[Stored items]

....

//! Tree diff engine
//!
//! Aligns two document trees level by level and builds a new merged tree in
//! which removed content sits inside `del` markers and added content inside
//! `ins` markers. The inputs are never modified.
//!
//! # Algorithm
//!
//! For each pair of matched parents:
//!
//! 1. Profile every child: a blake3 fingerprint of its subtree and, on
//!    demand, the multiset of its words.
//! 2. Align the two child lists with a weighted LCS. Elements with the same
//!    tag and any two text nodes are candidates; comments and other nodes
//!    only pair with an identical twin. The alignment keeps as many pairs as
//!    possible and then prefers the most similar ones.
//! 3. Identical pairs are copied from the new tree. Other element pairs take
//!    the new tag and attributes and recurse. Text pairs go through the
//!    word-level diff.
//! 4. Each run of unpaired siblings becomes one `del` marker holding the old
//!    nodes followed by one `ins` marker holding the new ones.
//!
//! With the `parallel` feature, step 3 runs on rayon for the pairs of one
//! level.

use std::cell::OnceCell;

use tracing::trace;

use super::lcs::{align_weighted, Edit};
use super::similarity::WordBag;
use super::text::{diff_text_with, TextChange};
use crate::hash::fingerprint;
use crate::node::{Children, Document, Element, Marker, Node};

/// Default upper bound on alignment table cells.
pub const DEFAULT_MAX_ALIGNMENT_CELLS: usize = 4_000_000;

// =============================================================================
// Public Types
// =============================================================================

/// Configuration for diff algorithm limits.
///
/// Use this to tune diff behavior for specific document types:
/// - Increase the budget for long flat documents (big tables, long lists)
/// - Decrease it to bound memory on untrusted input
#[derive(Debug, Clone, Copy, PartialEq, Eq)]
pub struct DiffConfig {
    /// Largest LCS table (`old_len * new_len`) the aligners will allocate.
    /// Beyond it the middle of the sequences is replaced wholesale.
    /// Default: 4 000 000
    pub max_alignment_cells: usize,
}

impl Default for DiffConfig {
    fn default() -> Self {
        Self {
            max_alignment_cells: DEFAULT_MAX_ALIGNMENT_CELLS,
        }
    }
}

impl DiffConfig {
    /// Create config with a custom alignment budget.
    pub fn new(max_alignment_cells: usize) -> Self {
        Self { max_alignment_cells }
    }

    /// Create config for large documents (higher limits).
    pub fn large() -> Self {
        Self::new(64_000_000)
    }

    /// Create config for small documents (lower limits, earlier fallback).
    pub fn small() -> Self {
        Self::new(250_000)
    }
}

/// Statistics from diff operation
#[derive(Debug, Default, Clone, Copy, PartialEq, Eq)]
#[must_use]
pub struct DiffStats {
    /// Number of element pairs compared
    pub elements_compared: usize,
    /// Number of text node pairs compared
    pub text_nodes_compared: usize,
    /// Number of paired nodes copied unchanged
    pub nodes_kept: usize,
    /// Number of nodes wrapped in `ins`
    pub nodes_inserted: usize,
    /// Number of nodes wrapped in `del`
    pub nodes_deleted: usize,
    /// Number of text pairs diffed word by word
    pub text_diffs: usize,
}

impl DiffStats {
    /// Check whether the diff found any change
    pub fn has_changes(&self) -> bool {
        self.nodes_inserted + self.nodes_deleted + self.text_diffs > 0
    }
}

impl std::ops::AddAssign for DiffStats {
    fn add_assign(&mut self, other: Self) {
        self.elements_compared += other.elements_compared;
        self.text_nodes_compared += other.text_nodes_compared;
        self.nodes_kept += other.nodes_kept;
        self.nodes_inserted += other.nodes_inserted;
        self.nodes_deleted += other.nodes_deleted;
        self.text_diffs += other.text_diffs;
    }
}

/// Merged document plus statistics
#[derive(Debug, Clone)]
pub struct DiffOutput {
    pub document: Document,
    pub stats: DiffStats,
}

// =============================================================================
// Main API
// =============================================================================

/// Diff two documents into a merged, marker-annotated document.
pub fn dom_diff(old: &Document, new: &Document) -> Document {
    dom_diff_with_config(old, new, &DiffConfig::default()).document
}

/// Diff two documents with custom configuration.
///
/// The two roots are always paired, whatever their tags.
pub fn dom_diff_with_config(old: &Document, new: &Document, config: &DiffConfig) -> DiffOutput {
    let differ = TreeDiffer { config };
    let mut stats = DiffStats::default();
    let root = differ.merge_elements(&old.root, &new.root, &mut stats);
    trace!(?stats, "tree diff finished");
    DiffOutput {
        document: Document::new(root),
        stats,
    }
}

// =============================================================================
// Internal Context
// =============================================================================

struct TreeDiffer<'c> {
    config: &'c DiffConfig,
}

/// Alignment data for one child
struct Profile<'a> {
    node: &'a Node,
    fingerprint: u64,
    words: OnceCell<WordBag<'a>>,
}

impl<'a> Profile<'a> {
    fn new(node: &'a Node) -> Self {
        Self {
            node,
            fingerprint: fingerprint(node),
            words: OnceCell::new(),
        }
    }

    fn words(&self) -> &WordBag<'a> {
        self.words.get_or_init(|| WordBag::of_node(self.node))
    }
}

/// One piece of the merged child list
enum Segment<'a> {
    Deleted(Vec<&'a Node>),
    Inserted(Vec<&'a Node>),
    Paired { old: &'a Node, new: &'a Node, identical: bool },
}

/// Match candidacy
fn is_candidate(old: &Node, new: &Node) -> bool {
    match (old, new) {
        (Node::Element(a), Node::Element(b)) => a.tag == b.tag,
        (Node::Text(_), Node::Text(_)) => true,
        (Node::Comment(a), Node::Comment(b)) | (Node::Other(a), Node::Other(b)) => a == b,
        _ => false,
    }
}

impl TreeDiffer<'_> {
    fn merge_elements(&self, old: &Element, new: &Element, stats: &mut DiffStats) -> Element {
        stats.elements_compared += 1;
        Element {
            tag: new.tag.clone(),
            attrs: new.attrs.clone(),
            children: self.merge_children(&old.children, &new.children, stats),
        }
    }

    fn merge_children(&self, old: &[Node], new: &[Node], stats: &mut DiffStats) -> Children {
        trace!(old = old.len(), new = new.len(), "aligning children");
        let segments = self.segments(old, new);
        self.emit_all(&segments, stats)
    }

    /// Align two child lists into segments
    fn segments<'a>(&self, old: &'a [Node], new: &'a [Node]) -> Vec<Segment<'a>> {
        let old_profiles: Vec<Profile<'a>> = old.iter().map(Profile::new).collect();
        let new_profiles: Vec<Profile<'a>> = new.iter().map(Profile::new).collect();

        let score = |i: usize, j: usize| {
            let (a, b) = (&old_profiles[i], &new_profiles[j]);
            if !is_candidate(a.node, b.node) {
                return None;
            }
            if a.fingerprint == b.fingerprint {
                return Some(1.0);
            }
            Some(a.words().overlap(b.words()))
        };
        let edits = align_weighted(old.len(), new.len(), score, self.config.max_alignment_cells);

        let mut segments = Vec::new();
        let mut deleted = Vec::new();
        let mut inserted = Vec::new();
        for edit in edits {
            match edit {
                Edit::Delete { old_idx } => deleted.push(&old[old_idx]),
                Edit::Insert { new_idx } => inserted.push(&new[new_idx]),
                Edit::Keep { old_idx, new_idx } => {
                    flush(&mut segments, &mut deleted, &mut inserted);
                    segments.push(Segment::Paired {
                        old: &old[old_idx],
                        new: &new[new_idx],
                        identical: old_profiles[old_idx].fingerprint == new_profiles[new_idx].fingerprint,
                    });
                }
            }
        }
        flush(&mut segments, &mut deleted, &mut inserted);
        segments
    }

    #[cfg(not(feature = "parallel"))]
    fn emit_all(&self, segments: &[Segment<'_>], stats: &mut DiffStats) -> Children {
        let mut children = Children::new();
        for segment in segments {
            self.emit(segment, &mut children, stats);
        }
        children
    }

    #[cfg(feature = "parallel")]
    fn emit_all(&self, segments: &[Segment<'_>], stats: &mut DiffStats) -> Children {
        use rayon::prelude::*;

        let parts: Vec<(Children, DiffStats)> = segments
            .par_iter()
            .map(|segment| {
                let mut local = DiffStats::default();
                let mut nodes = Children::new();
                self.emit(segment, &mut nodes, &mut local);
                (nodes, local)
            })
            .collect();

        let mut children = Children::new();
        for (nodes, local) in parts {
            *stats += local;
            children.extend(nodes);
        }
        children
    }

    fn emit(&self, segment: &Segment<'_>, out: &mut Children, stats: &mut DiffStats) {
        match segment {
            Segment::Deleted(nodes) => {
                stats.nodes_deleted += nodes.len();
                out.push(Node::elem(Marker::Delete.wrap(nodes.iter().map(|&n| n.clone()))));
            }
            Segment::Inserted(nodes) => {
                stats.nodes_inserted += nodes.len();
                out.push(Node::elem(Marker::Insert.wrap(nodes.iter().map(|&n| n.clone()))));
            }
            Segment::Paired { new, identical: true, .. } => {
                if new.is_text() {
                    stats.text_nodes_compared += 1;
                }
                stats.nodes_kept += 1;
                out.push((*new).clone());
            }
            Segment::Paired { old, new, identical: false } => match (old, new) {
                (Node::Element(a), Node::Element(b)) => {
                    out.push(Node::elem(self.merge_elements(a, b, stats)));
                }
                (Node::Text(a), Node::Text(b)) => {
                    stats.text_nodes_compared += 1;
                    stats.text_diffs += 1;
                    self.merge_text(&a.content, &b.content, out);
                }
                // Candidacy only pairs non-identical elements and texts
                _ => out.push((*new).clone()),
            },
        }
    }

    fn merge_text(&self, old: &str, new: &str, out: &mut Children) {
        for change in diff_text_with(old, new, self.config) {
            out.push(match change {
                TextChange::Equal(s) => Node::text(s),
                TextChange::Delete(s) => Node::elem(Marker::Delete.wrap([Node::text(s)])),
                TextChange::Insert(s) => Node::elem(Marker::Insert.wrap([Node::text(s)])),
            });
        }
    }
}

/// Close a change region: deletions first, then insertions
fn flush<'a>(segments: &mut Vec<Segment<'a>>, deleted: &mut Vec<&'a Node>, inserted: &mut Vec<&'a Node>) {
    if !deleted.is_empty() {
        segments.push(Segment::Deleted(std::mem::take(deleted)));
    }
    if !inserted.is_empty() {
        segments.push(Segment::Inserted(std::mem::take(inserted)));
    }
}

....

> **TRY IT**: For the word "feature", return every line of the records that holds it.

> **SOLUTION BELOW**:
//! With the `parallel` feature, step 3 runs on rayon for the pairs of one
    #[cfg(not(feature = "parallel"))]
    #[cfg(feature = "parallel")]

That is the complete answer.